Officials in San Jose, California, will debate marijuana dispensary regulations tonight, including a proposed citywide ban.
California’s third-largest city does not currently have a regulatory system for marijuana businesses; however, medical marijuana operations there do pay a 10% sales tax, which brings $5.4 million a year into the city’s general fund.
Many cities in California have enacted bans on such businesses, while others have started to introduce strict regulations in the absence of statewide rules.
A lot is at stake in San Jose. It has become a major center for marijuana businesses after many cities in Silicon Valley voted to ban the industry outright.

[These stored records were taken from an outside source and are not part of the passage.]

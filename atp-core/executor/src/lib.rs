//! ATP 执行器
//!
//! 离散事件调度与仿真驱动引擎:
//! - 按时间排序的事件队列
//! - 驱动外部仿真完成一次场景运行的驱动器
//! - 采集与数据记录器的生命周期协调

pub mod capture;
pub mod config;
pub mod driver;
pub mod event;
pub mod run_config;
pub mod schedule;
pub mod scenario;
pub mod script;

pub use capture::{plan_capture, CapturePlan, MAX_DIGITAL_CHANNELS, MIN_CAPTURE_SAMPLES};
pub use config::AutomatorConfig;
pub use driver::{DriverState, EventRecord, SimulationDriver, DATA_LOGGER_NAME};
pub use event::{CallbackEvent, ScheduledEvent, SetInputEvent, SimEvent, StopEvent};
pub use run_config::{RunConfiguration, MAX_TIMESTEP};
pub use schedule::EventSchedule;
pub use scenario::{LifecycleAdapter, LifecycleScenario, Scenario};
pub use script::{CaptureWindow, ScriptedEvent, ScriptedScenario};

use atp_hil::HilError;
use std::time::Duration;
use thiserror::Error;

#[derive(Error, Debug)]
pub enum ExecutorError {
    #[error("无效事件: {0}")]
    InvalidEvent(String),

    #[error("事件队列为空")]
    EmptySchedule,

    #[error("场景契约错误: {0}")]
    ScenarioContract(String),

    #[error("仿真启动失败: {0}")]
    Startup(String),

    #[error("仿真在 {sim_time:.6}s 意外停止")]
    UnexpectedStop { sim_time: f64 },

    #[error("仿真停止失败: {0}")]
    Shutdown(String),

    #[error("采集启动失败: {0}")]
    CaptureStart(String),

    #[error("采集停止失败: {0}")]
    CaptureStop(String),

    #[error("数据记录器错误: {0}")]
    DataLogger(String),

    #[error("输入写入被拒绝: {name} = {value}")]
    InputRejected { name: String, value: f64 },

    #[error("事件执行失败 [{time:.6}] {description}: {source}")]
    EventFailed {
        time: f64,
        description: String,
        #[source]
        source: Box<ExecutorError>,
    },

    #[error("驱动器状态错误: {0}")]
    InvalidState(String),

    #[error("运行超时: 超过 {0:?}")]
    Timeout(Duration),

    #[error("配置错误: {0}")]
    ConfigError(String),

    #[error("设备错误: {0}")]
    Device(#[from] HilError),

    #[error("IO 错误: {0}")]
    IoError(#[from] std::io::Error),

    #[error("序列化错误: {0}")]
    SerdeError(String),

    #[error("场景执行失败: {0}")]
    ScenarioFailed(String),
}

impl ExecutorError {
    /// 错误类别名, 用于报告
    pub fn kind(&self) -> &'static str {
        match self {
            ExecutorError::InvalidEvent(_) => "InvalidEvent",
            ExecutorError::EmptySchedule => "EmptySchedule",
            ExecutorError::ScenarioContract(_) => "ScenarioContract",
            ExecutorError::Startup(_) => "Startup",
            ExecutorError::UnexpectedStop { .. } => "UnexpectedStop",
            ExecutorError::Shutdown(_) => "Shutdown",
            ExecutorError::CaptureStart(_) => "CaptureStart",
            ExecutorError::CaptureStop(_) => "CaptureStop",
            ExecutorError::DataLogger(_) => "DataLogger",
            ExecutorError::InputRejected { .. } => "InputRejected",
            ExecutorError::EventFailed { .. } => "EventFailed",
            ExecutorError::InvalidState(_) => "InvalidState",
            ExecutorError::Timeout(_) => "Timeout",
            ExecutorError::ConfigError(_) => "Config",
            ExecutorError::Device(_) => "Device",
            ExecutorError::IoError(_) => "Io",
            ExecutorError::SerdeError(_) => "Serde",
            ExecutorError::ScenarioFailed(_) => "ScenarioFailed",
        }
    }
}

pub type Result<T> = std::result::Result<T, ExecutorError>;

Currently there are an estimated 80 marijuana businesses in San Jose, and many operate near the center of town.
New regulations would likely force some of them to close but would bring more stability to the market, and a completely ban would destroy the MMJ industry in San Jose.
A recent memo by San Jose’s assistant city manager directed the city council to either take 90 days to formulate a regulatory program or instead ban medical cannabis dispensaries within 30 days. Mayor Chuck Reed said does not believe there is enough support for an all-out ban on dispensaries. But he said he hopes the city gets “mean” with the shops.

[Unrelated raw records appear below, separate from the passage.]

#[cfg(test)]
mod tests {
    use super::*;
    use crate::CaptureTrigger;

    fn stepped(increment: f64) -> VirtualHil {
        VirtualHil::new(ClockMode::Stepped { increment })
    }

    #[tokio::test]
    async fn test_stepped_clock_only_advances_while_running() {
        let hil = stepped(0.5);
        assert_eq!(hil.simulation_time().await.unwrap(), 0.0);

        assert!(hil.start_simulation().await.unwrap());
        assert_eq!(hil.simulation_time().await.unwrap(), 0.5);
        assert_eq!(hil.simulation_time().await.unwrap(), 1.0);
        assert_eq!(hil.peek_time().await, 1.0);
        assert_eq!(hil.peek_time().await, 1.0);

        hil.stop_simulation().await.unwrap();
        assert_eq!(hil.simulation_time().await.unwrap(), 1.0);
    }

    #[tokio::test]
    async fn test_start_twice_is_rejected() {
        let hil = stepped(0.5);
        assert!(hil.start_simulation().await.unwrap());
        assert!(!hil.start_simulation().await.unwrap());
    }

    #[tokio::test]
    async fn test_restart_resets_time() {
        let hil = stepped(0.25);
        hil.start_simulation().await.unwrap();
        hil.simulation_time().await.unwrap();
        hil.stop_simulation().await.unwrap();
        hil.start_simulation().await.unwrap();
        assert_eq!(hil.simulation_time().await.unwrap(), 0.25);
    }

    #[tokio::test]
    async fn test_halt_fault() {
        let hil = stepped(1.0).with_faults(VhilFaults::default().halt_at(2.0));
        hil.start_simulation().await.unwrap();
        hil.simulation_time().await.unwrap();
        assert!(hil.is_simulation_running().await.unwrap());
        hil.simulation_time().await.unwrap();
        assert!(!hil.is_simulation_running().await.unwrap());
        assert_eq!(hil.calls().await.last().map(String::as_str), Some("halt"));
    }

    #[tokio::test]
    async fn test_rejected_input() {
        let hil = stepped(1.0).with_faults(VhilFaults::default().reject_input("Sw_ctrl"));
        assert!(!hil.set_input_value("Sw_ctrl", 1.0).await.unwrap());
        assert!(hil.set_input_value("Fault_Ctrl", 3.0).await.unwrap());
        assert_eq!(hil.input("Fault_Ctrl").await, Some(3.0));
        assert_eq!(hil.input("Sw_ctrl").await, None);
    }

    #[tokio::test]
    async fn test_capture_completes_and_writes_file() {
        let dir = tempfile::tempdir().unwrap();
        let file = dir.path().join("capture.csv");
        let hil = stepped(0.25).with_timestep(0.125);

        let settings = CaptureSettings {
            decimation: 1,
            analog_channels: vec!["Va".to_string()],
            digital_channels: vec![],
            sample_count: 4,
            start_step: 8,
            execute_at: 1.0,
            trigger: CaptureTrigger::Forced,
            output_file: file.clone(),
        };
        assert!(hil.start_capture(&settings).await.unwrap());
        hil.start_simulation().await.unwrap();

        // 0.25, 0.5, 0.75, 1.0 (1 个点), 1.25 (3 个点), 1.5 (4 个点, 完成)
        for _ in 0..5 {
            hil.simulation_time().await.unwrap();
            assert!(hil.capture_in_progress().await.unwrap());
        }
        hil.simulation_time().await.unwrap();
        assert!(!hil.capture_in_progress().await.unwrap());

        let content = std::fs::read_to_string(&file).unwrap();
        let lines: Vec<&str> = content.lines().collect();
        assert_eq!(lines[0], "time,Va");
        assert_eq!(lines.len(), 5);
        assert_eq!(lines[1], "1.000000,0");
    }

    #[tokio::test]
    async fn test_logger_writes_on_stop() {
        let dir = tempfile::tempdir().unwrap();
        let file = dir.path().join("out").join("log.csv");
        let hil = stepped(1.0);
        let signals = vec!["Gen_On".to_string()];

        assert!(hil.add_logger("DATA_LOGGER", &file, &signals).await.unwrap());
        assert!(hil.start_logger("DATA_LOGGER").await.unwrap());
        assert_eq!(hil.logger_names().await, vec!["DATA_LOGGER".to_string()]);
        hil.start_simulation().await.unwrap();
        hil.set_input_value("Gen_On", 1.0).await.unwrap();
        hil.simulation_time().await.unwrap();
        hil.simulation_time().await.unwrap();
        assert!(hil.stop_logger("DATA_LOGGER").await.unwrap());
        assert!(hil.remove_logger("DATA_LOGGER").await.unwrap());
        assert!(hil.logger_names().await.is_empty());

        let content = std::fs::read_to_string(&file).unwrap();
        assert_eq!(content, "time,Gen_On\n1.000000,1\n2.000000,1\n");
    }

    #[tokio::test]
    async fn test_stop_logger_unknown_name() {
        let hil = VirtualHil::default();
        assert!(!hil.stop_logger("missing").await.unwrap());
    }
}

“We can’t just have a laissez-faire regulation system,” Reed told The San Jose Mercury News.
The memo includes regulatory recommendations that are similar to other cities with MMJ rules: dispensaries would not be allowed within 1,000 feet of schools, parks, rec centers, libraries and other marijuana vendors; and they would not be allowed within 500 feet of rehabilitation centers or 150 feet from residential properties. The rules would effectively limit dispensaries to either north or south San Jose.